▶ What is being asked:
Read through the records. Copy each line that has the word "than".

▶ Exercise data:
------------------------------------------------------------------------

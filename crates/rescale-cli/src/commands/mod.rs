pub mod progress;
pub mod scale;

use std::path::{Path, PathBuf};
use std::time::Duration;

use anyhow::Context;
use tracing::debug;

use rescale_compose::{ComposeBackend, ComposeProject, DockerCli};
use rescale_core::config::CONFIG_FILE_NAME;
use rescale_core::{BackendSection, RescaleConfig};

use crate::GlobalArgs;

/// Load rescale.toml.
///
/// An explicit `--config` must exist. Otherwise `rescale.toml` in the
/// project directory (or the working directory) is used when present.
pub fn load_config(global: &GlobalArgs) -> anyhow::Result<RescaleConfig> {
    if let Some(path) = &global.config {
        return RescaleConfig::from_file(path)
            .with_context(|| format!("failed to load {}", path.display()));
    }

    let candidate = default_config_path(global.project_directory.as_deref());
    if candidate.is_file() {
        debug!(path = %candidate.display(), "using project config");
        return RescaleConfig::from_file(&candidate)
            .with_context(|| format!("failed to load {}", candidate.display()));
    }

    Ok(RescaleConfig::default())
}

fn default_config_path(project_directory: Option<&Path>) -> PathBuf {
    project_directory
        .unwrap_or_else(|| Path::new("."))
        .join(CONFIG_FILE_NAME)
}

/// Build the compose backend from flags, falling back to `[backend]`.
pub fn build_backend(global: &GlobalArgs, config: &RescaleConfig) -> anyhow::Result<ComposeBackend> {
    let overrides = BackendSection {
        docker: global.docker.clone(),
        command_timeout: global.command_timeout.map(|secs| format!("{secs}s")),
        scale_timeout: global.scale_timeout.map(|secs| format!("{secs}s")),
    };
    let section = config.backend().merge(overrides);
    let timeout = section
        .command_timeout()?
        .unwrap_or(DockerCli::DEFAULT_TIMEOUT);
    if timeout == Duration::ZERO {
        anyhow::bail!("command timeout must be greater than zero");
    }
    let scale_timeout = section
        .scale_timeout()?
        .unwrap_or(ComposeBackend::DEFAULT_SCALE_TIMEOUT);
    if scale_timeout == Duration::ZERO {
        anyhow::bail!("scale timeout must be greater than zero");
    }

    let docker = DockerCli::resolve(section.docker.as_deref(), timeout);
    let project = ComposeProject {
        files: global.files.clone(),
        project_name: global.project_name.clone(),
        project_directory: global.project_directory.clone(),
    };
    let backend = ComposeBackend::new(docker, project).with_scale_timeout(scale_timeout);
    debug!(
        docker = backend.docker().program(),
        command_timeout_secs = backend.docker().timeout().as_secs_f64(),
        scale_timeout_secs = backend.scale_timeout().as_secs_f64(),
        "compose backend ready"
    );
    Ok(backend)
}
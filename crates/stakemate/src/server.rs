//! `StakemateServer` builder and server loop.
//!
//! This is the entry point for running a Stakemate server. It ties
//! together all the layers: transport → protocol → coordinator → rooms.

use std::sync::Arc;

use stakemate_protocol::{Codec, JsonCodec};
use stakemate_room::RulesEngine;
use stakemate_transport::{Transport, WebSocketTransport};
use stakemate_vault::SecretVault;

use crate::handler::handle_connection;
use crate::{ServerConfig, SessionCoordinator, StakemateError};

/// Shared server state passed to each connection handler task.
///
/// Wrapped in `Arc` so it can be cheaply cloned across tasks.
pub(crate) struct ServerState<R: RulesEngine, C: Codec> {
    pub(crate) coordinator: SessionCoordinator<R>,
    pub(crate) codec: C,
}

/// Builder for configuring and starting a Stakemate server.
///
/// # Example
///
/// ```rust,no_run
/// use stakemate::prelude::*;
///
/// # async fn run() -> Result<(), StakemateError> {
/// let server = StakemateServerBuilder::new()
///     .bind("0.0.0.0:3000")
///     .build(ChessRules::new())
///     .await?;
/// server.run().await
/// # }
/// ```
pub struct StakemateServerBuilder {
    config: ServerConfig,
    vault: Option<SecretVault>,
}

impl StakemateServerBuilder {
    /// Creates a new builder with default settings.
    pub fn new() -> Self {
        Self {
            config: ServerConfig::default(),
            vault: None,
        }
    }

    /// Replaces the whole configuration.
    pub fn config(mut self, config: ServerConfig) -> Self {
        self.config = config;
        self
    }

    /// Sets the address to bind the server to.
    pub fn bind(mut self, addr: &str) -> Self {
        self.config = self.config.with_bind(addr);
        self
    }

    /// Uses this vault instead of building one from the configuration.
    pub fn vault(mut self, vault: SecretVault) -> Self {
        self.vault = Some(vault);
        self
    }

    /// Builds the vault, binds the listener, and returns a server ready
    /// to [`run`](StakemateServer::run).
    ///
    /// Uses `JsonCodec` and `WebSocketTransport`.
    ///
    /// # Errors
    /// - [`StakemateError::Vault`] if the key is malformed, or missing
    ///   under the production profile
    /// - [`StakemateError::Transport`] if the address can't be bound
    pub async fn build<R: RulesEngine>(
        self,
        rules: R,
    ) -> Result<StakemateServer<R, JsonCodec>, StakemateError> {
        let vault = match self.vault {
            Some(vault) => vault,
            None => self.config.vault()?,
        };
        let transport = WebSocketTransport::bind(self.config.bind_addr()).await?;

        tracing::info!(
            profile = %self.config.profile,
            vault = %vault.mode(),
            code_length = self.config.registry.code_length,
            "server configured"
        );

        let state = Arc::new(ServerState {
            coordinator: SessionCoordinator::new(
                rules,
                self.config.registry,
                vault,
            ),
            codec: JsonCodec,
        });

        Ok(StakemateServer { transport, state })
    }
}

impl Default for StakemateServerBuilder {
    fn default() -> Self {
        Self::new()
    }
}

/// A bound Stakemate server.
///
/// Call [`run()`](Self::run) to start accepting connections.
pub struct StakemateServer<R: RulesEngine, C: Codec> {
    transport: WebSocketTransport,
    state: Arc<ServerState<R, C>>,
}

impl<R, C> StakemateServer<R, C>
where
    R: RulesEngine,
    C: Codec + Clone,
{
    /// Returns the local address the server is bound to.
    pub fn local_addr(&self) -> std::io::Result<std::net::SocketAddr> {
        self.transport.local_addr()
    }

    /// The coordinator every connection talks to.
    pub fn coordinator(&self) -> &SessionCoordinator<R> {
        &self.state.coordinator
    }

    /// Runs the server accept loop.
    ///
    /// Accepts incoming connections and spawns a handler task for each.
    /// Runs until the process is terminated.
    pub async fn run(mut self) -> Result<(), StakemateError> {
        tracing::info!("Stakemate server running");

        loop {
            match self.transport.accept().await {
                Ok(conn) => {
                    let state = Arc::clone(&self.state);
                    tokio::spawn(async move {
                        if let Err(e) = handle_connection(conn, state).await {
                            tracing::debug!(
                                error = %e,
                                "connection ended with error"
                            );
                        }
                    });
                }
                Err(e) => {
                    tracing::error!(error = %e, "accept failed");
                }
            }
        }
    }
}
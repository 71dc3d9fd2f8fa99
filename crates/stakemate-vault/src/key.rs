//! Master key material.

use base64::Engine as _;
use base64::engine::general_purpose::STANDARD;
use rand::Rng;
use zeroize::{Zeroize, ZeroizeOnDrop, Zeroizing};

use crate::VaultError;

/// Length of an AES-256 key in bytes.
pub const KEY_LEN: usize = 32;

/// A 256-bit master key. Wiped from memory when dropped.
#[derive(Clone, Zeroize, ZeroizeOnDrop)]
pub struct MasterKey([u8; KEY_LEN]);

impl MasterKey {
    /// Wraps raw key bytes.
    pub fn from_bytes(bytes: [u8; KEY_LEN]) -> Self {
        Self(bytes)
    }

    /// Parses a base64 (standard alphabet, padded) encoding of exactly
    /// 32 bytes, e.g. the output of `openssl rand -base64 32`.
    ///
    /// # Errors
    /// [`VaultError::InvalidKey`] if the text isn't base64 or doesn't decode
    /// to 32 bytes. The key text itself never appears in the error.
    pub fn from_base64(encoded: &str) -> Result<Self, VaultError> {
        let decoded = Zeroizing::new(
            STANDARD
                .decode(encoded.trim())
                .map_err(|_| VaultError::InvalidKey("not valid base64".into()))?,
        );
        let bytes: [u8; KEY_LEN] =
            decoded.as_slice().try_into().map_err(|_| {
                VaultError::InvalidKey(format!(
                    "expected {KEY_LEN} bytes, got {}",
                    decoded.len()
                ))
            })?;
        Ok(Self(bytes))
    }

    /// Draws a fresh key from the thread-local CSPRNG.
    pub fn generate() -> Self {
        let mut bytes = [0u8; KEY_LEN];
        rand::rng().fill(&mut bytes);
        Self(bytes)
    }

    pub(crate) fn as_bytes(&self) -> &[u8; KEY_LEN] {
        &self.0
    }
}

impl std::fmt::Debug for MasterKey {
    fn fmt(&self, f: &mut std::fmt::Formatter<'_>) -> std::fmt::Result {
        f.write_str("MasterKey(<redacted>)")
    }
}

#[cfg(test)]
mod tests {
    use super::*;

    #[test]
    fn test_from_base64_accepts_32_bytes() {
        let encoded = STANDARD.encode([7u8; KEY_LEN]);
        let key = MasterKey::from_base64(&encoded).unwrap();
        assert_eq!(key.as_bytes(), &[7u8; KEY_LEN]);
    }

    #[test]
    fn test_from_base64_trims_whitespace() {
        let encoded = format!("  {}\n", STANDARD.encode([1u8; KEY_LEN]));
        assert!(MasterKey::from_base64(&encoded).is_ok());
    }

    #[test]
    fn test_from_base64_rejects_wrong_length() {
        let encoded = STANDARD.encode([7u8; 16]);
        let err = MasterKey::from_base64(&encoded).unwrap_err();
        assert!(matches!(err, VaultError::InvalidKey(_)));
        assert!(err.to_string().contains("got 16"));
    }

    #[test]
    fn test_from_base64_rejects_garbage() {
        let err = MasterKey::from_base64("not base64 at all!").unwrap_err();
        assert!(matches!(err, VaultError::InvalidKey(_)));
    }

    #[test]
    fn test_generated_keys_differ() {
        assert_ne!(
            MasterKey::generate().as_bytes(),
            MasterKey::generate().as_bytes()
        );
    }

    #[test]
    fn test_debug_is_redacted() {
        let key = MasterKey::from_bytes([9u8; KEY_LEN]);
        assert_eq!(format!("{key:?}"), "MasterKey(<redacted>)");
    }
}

------------------------------------------------------------------------

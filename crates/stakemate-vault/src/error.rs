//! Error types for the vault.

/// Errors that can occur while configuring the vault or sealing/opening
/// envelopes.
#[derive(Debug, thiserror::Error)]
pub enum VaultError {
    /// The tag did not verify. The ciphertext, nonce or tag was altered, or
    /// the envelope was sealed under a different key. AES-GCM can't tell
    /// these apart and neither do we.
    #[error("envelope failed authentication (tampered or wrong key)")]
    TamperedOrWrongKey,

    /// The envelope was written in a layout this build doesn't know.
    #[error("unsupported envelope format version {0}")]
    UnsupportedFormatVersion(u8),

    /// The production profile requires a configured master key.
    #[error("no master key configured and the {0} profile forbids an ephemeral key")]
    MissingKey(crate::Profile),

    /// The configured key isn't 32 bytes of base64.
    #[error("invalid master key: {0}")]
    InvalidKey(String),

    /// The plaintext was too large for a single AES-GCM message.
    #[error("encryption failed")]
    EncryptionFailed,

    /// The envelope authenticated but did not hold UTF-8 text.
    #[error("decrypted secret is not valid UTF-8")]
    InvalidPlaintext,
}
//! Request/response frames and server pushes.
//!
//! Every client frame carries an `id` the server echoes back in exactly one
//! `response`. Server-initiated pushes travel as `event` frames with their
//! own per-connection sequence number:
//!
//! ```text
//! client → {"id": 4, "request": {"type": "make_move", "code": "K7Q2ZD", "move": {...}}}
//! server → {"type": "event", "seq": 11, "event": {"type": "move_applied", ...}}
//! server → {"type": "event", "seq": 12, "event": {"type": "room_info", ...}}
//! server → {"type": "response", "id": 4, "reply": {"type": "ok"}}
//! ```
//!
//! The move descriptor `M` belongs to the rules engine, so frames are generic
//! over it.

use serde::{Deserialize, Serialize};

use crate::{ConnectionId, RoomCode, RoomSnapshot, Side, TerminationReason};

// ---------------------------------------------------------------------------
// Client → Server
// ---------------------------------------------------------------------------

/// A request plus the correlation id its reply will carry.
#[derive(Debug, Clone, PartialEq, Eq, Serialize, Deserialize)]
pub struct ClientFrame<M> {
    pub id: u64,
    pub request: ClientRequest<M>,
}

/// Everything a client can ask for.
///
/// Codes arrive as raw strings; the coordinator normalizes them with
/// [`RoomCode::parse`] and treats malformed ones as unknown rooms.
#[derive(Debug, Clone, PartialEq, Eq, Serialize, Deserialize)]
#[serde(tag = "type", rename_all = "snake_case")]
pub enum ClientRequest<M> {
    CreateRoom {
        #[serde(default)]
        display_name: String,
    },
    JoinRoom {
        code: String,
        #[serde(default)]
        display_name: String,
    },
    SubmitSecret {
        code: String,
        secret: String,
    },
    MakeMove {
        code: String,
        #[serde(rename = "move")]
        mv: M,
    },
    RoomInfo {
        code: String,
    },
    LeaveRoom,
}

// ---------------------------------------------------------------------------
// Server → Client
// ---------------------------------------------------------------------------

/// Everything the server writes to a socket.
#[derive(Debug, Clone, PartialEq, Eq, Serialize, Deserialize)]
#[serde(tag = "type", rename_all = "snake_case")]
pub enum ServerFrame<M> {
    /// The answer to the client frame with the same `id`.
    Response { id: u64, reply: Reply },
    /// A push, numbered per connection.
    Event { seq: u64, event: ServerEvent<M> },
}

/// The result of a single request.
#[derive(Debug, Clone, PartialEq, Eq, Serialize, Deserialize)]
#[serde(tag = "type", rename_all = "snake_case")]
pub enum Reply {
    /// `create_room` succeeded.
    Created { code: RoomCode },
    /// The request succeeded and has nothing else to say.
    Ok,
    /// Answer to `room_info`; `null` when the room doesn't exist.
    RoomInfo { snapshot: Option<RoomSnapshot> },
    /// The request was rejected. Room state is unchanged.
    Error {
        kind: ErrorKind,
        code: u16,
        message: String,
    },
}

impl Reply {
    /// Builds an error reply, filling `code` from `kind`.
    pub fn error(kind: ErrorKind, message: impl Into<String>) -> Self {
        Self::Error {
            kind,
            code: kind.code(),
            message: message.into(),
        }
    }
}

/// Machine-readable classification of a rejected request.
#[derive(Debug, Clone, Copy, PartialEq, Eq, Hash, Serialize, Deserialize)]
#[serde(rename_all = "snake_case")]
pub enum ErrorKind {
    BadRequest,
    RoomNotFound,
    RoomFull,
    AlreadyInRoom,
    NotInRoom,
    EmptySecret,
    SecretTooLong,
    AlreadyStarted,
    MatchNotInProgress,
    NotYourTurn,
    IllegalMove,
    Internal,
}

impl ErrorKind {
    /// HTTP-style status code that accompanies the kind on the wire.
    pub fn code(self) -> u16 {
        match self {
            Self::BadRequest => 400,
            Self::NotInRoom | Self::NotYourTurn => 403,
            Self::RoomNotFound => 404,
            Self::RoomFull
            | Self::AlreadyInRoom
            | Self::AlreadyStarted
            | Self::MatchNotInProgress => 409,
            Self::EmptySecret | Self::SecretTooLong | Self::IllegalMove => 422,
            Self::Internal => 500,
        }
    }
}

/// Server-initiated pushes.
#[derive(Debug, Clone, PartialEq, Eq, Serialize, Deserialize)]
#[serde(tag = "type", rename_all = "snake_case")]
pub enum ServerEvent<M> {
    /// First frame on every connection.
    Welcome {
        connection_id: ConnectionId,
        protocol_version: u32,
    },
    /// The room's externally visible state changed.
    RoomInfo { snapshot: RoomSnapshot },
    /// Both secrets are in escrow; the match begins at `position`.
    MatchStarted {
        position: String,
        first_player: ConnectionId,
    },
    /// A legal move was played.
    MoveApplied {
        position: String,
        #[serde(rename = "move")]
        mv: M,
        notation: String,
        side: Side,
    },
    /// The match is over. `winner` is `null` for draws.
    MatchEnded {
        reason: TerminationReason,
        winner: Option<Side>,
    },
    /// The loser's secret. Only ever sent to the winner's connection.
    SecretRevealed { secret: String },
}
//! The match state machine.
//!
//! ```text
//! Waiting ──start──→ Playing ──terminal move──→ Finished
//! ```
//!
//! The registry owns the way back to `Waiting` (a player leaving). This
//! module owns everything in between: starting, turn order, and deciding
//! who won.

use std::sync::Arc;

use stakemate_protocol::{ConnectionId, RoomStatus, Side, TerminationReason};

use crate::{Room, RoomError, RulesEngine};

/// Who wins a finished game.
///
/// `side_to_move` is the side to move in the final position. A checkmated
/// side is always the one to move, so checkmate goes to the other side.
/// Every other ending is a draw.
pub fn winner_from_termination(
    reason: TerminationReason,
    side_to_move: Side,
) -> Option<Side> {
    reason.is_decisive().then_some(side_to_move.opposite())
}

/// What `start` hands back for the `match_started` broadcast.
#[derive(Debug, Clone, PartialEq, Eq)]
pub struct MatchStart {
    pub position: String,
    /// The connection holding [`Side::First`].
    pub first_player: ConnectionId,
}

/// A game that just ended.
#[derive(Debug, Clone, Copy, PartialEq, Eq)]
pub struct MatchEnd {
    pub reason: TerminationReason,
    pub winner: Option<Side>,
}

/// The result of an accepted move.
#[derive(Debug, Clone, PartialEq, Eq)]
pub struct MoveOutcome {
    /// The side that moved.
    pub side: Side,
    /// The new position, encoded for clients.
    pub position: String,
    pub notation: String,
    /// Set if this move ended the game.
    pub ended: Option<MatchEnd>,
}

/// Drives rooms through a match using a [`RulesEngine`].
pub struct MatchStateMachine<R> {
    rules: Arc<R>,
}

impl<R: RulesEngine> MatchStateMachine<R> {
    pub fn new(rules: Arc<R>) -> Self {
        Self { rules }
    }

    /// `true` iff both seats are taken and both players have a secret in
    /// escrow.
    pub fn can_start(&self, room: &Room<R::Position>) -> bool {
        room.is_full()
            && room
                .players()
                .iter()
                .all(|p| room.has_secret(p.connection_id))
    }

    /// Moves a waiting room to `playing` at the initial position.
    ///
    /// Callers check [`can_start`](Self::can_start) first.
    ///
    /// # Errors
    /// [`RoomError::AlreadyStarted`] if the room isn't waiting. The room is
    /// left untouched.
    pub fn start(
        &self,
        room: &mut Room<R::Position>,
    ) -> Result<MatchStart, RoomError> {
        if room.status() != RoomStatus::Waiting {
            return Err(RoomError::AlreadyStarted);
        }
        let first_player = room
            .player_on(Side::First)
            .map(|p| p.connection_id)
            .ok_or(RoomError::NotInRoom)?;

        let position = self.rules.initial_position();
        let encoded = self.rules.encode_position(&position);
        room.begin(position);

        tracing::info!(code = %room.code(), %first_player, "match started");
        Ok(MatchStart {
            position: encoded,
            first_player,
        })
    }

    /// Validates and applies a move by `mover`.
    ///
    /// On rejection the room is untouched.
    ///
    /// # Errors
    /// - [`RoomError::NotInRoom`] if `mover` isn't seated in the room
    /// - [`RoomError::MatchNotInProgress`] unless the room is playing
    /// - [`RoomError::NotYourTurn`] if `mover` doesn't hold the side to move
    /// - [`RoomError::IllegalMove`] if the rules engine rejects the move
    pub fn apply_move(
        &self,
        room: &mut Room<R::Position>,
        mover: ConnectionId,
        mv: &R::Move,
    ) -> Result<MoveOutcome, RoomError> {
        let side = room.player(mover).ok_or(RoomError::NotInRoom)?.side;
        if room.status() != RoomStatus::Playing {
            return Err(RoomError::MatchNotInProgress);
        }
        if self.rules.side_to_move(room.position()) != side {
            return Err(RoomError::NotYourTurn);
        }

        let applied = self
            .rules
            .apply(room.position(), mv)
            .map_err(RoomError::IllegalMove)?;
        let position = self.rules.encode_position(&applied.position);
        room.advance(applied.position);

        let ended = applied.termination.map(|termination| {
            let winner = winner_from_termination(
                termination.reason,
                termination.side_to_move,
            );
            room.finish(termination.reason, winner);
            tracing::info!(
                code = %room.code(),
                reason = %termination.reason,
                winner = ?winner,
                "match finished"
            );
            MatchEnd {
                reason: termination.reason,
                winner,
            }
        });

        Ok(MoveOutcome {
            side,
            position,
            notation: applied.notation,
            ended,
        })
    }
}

------------------------------------------------------------------------

▶ Solution to this problem:
        anyhow::bail!("command timeout must be greater than zero");
        anyhow::bail!("scale timeout must be greater than zero");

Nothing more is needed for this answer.